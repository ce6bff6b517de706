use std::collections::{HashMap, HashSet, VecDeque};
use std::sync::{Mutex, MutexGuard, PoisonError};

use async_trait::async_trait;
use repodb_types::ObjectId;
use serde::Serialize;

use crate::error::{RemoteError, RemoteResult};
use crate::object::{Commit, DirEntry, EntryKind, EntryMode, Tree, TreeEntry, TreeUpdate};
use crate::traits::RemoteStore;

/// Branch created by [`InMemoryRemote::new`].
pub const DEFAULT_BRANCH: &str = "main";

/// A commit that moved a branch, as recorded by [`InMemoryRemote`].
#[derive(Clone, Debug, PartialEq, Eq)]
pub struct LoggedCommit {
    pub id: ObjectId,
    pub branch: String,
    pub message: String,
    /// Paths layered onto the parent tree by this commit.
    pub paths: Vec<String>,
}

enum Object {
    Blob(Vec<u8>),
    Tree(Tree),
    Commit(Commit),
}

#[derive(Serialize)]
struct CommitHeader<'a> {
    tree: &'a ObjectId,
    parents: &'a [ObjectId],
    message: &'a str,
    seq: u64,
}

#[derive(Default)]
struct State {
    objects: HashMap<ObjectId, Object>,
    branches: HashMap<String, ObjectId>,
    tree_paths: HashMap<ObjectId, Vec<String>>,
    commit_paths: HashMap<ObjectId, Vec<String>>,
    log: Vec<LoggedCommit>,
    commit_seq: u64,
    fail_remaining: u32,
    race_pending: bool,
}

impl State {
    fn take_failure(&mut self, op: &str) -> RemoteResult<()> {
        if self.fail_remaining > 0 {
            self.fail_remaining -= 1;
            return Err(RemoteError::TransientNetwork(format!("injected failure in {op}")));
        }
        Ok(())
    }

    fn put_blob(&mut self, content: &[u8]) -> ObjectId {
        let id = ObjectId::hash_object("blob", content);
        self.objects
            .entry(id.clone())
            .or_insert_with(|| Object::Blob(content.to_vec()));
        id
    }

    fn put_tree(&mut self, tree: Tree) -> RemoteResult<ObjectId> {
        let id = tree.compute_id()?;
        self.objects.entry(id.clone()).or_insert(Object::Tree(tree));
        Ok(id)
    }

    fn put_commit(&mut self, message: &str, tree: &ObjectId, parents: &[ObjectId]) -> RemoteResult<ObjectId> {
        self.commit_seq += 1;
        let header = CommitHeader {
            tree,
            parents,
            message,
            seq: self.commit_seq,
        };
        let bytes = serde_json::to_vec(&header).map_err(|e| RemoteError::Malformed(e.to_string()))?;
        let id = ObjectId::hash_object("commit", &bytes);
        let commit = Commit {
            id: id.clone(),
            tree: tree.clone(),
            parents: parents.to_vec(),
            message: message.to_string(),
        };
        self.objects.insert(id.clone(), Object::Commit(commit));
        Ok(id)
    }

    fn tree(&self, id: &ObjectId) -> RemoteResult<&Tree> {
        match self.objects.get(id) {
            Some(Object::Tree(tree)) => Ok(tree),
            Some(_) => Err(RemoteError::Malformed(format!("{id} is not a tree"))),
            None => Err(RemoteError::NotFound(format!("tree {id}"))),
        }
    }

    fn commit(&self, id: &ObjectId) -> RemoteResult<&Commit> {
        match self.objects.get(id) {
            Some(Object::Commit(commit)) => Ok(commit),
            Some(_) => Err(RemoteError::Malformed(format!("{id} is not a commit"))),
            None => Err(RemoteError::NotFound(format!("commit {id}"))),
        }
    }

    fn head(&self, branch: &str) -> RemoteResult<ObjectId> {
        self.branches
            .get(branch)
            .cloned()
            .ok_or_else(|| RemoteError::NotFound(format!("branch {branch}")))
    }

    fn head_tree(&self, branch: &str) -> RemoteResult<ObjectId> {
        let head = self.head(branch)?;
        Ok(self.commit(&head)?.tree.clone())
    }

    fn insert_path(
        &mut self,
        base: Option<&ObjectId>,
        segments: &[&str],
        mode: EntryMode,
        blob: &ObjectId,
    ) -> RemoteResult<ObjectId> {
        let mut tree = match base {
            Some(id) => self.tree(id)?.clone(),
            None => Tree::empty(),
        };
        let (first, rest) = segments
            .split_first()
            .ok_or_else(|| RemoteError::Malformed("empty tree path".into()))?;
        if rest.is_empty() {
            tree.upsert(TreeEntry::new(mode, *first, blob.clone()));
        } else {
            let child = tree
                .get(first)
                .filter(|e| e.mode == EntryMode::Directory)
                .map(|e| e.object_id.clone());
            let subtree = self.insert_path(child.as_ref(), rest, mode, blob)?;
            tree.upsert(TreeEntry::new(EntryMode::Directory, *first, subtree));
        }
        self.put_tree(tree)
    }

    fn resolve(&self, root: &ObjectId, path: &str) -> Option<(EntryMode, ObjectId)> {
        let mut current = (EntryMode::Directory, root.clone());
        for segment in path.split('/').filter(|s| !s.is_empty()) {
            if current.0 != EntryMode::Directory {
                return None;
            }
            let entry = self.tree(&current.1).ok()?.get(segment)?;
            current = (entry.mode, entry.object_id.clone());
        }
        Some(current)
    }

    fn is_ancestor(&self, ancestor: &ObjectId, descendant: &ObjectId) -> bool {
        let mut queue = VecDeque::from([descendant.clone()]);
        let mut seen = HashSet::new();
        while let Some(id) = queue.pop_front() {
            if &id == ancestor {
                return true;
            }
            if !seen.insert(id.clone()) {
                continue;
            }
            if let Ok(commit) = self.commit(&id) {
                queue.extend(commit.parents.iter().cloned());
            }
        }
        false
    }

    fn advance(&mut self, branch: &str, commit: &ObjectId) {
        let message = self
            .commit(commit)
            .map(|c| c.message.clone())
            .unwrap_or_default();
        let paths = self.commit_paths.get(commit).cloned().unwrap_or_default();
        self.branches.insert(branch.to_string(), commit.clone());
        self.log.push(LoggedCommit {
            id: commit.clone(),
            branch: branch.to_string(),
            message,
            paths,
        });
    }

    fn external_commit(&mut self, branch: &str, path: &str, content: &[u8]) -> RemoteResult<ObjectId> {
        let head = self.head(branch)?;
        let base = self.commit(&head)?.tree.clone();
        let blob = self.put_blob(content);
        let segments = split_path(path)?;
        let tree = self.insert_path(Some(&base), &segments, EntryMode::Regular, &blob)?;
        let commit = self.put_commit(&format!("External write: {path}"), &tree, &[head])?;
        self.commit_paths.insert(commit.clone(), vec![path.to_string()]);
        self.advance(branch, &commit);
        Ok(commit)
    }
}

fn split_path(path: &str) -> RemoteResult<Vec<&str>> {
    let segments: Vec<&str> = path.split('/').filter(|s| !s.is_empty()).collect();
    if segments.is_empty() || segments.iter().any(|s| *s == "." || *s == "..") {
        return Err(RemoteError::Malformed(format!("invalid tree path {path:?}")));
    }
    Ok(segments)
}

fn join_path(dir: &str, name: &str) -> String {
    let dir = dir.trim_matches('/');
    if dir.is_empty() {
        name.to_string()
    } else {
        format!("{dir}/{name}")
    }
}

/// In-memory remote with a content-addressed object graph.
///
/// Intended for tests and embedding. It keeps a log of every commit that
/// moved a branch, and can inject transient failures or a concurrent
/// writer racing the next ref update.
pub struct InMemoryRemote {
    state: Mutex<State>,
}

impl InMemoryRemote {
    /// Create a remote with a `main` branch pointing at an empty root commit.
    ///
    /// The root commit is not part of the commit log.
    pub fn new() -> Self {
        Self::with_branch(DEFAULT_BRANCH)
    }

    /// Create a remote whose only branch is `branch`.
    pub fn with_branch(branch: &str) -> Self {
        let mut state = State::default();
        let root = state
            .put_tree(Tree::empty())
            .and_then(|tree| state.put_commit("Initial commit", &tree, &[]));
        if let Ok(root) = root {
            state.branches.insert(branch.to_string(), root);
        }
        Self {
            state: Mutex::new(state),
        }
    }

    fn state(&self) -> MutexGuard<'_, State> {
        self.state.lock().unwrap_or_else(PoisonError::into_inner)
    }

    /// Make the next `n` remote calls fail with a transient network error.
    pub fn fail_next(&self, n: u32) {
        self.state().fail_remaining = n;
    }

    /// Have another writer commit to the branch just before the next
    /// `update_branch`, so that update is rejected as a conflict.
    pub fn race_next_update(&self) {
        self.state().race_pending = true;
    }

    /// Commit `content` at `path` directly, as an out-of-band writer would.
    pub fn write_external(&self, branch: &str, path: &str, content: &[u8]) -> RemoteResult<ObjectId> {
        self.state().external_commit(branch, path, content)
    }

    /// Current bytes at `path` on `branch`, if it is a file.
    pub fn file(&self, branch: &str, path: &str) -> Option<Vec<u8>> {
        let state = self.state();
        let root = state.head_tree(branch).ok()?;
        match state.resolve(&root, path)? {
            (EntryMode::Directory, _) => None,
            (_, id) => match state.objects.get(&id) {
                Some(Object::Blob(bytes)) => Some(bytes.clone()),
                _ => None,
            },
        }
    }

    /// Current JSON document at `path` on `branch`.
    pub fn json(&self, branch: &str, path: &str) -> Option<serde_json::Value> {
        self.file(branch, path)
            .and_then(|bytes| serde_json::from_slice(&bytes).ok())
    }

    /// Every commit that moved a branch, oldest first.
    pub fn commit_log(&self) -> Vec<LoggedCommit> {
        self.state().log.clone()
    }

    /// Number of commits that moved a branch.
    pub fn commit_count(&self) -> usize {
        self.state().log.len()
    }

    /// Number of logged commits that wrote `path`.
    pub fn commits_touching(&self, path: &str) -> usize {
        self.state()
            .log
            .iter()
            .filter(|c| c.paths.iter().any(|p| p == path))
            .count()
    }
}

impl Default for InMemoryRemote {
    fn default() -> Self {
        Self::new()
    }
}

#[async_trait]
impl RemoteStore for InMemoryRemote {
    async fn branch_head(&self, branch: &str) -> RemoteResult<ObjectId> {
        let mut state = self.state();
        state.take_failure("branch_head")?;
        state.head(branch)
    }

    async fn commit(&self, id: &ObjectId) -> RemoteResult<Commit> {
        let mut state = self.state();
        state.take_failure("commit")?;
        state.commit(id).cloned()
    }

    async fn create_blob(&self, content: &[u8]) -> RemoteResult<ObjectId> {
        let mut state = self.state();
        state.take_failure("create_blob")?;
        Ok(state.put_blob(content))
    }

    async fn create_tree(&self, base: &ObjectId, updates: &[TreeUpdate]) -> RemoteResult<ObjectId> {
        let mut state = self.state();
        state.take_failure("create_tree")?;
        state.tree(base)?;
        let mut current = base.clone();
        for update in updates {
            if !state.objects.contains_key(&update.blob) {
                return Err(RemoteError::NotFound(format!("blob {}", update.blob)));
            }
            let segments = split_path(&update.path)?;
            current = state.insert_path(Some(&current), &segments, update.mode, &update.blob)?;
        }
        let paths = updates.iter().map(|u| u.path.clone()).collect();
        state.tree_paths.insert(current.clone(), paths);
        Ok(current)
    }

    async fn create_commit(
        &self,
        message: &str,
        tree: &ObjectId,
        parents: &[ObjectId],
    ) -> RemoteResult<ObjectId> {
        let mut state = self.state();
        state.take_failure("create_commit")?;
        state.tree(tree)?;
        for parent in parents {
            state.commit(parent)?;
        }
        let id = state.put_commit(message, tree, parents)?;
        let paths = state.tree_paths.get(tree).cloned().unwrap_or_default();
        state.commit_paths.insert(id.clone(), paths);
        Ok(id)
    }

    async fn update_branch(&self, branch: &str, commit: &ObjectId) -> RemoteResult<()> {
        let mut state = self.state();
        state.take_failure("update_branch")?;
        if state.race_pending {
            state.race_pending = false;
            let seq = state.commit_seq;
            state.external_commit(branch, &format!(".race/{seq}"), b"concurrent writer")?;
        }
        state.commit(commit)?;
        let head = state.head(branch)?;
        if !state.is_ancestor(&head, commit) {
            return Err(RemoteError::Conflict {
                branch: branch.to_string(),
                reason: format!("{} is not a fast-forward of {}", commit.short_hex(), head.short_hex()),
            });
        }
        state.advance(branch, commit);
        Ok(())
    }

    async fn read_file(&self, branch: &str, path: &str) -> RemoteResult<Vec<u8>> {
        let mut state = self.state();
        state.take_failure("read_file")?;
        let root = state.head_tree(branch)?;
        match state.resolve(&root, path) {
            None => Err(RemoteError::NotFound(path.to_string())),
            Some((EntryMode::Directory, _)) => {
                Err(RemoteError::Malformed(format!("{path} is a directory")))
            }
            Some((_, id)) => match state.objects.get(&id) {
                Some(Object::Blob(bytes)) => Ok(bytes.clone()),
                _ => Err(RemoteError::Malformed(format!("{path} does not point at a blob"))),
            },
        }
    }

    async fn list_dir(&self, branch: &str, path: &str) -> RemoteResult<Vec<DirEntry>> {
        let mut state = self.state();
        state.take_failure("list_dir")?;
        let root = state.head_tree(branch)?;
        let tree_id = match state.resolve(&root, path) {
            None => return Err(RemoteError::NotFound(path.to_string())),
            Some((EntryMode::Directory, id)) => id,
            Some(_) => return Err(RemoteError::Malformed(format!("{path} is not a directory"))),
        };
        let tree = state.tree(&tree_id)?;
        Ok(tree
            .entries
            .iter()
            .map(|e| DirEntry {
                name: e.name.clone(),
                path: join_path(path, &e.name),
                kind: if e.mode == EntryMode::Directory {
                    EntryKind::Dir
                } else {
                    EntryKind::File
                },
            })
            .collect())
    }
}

-=-=-=-=-

Problem to solve>
Return each line in the records that holds the string "Number".

Answer space>
    /// Number of commits that moved a branch.
    /// Number of logged commits that wrote `path`.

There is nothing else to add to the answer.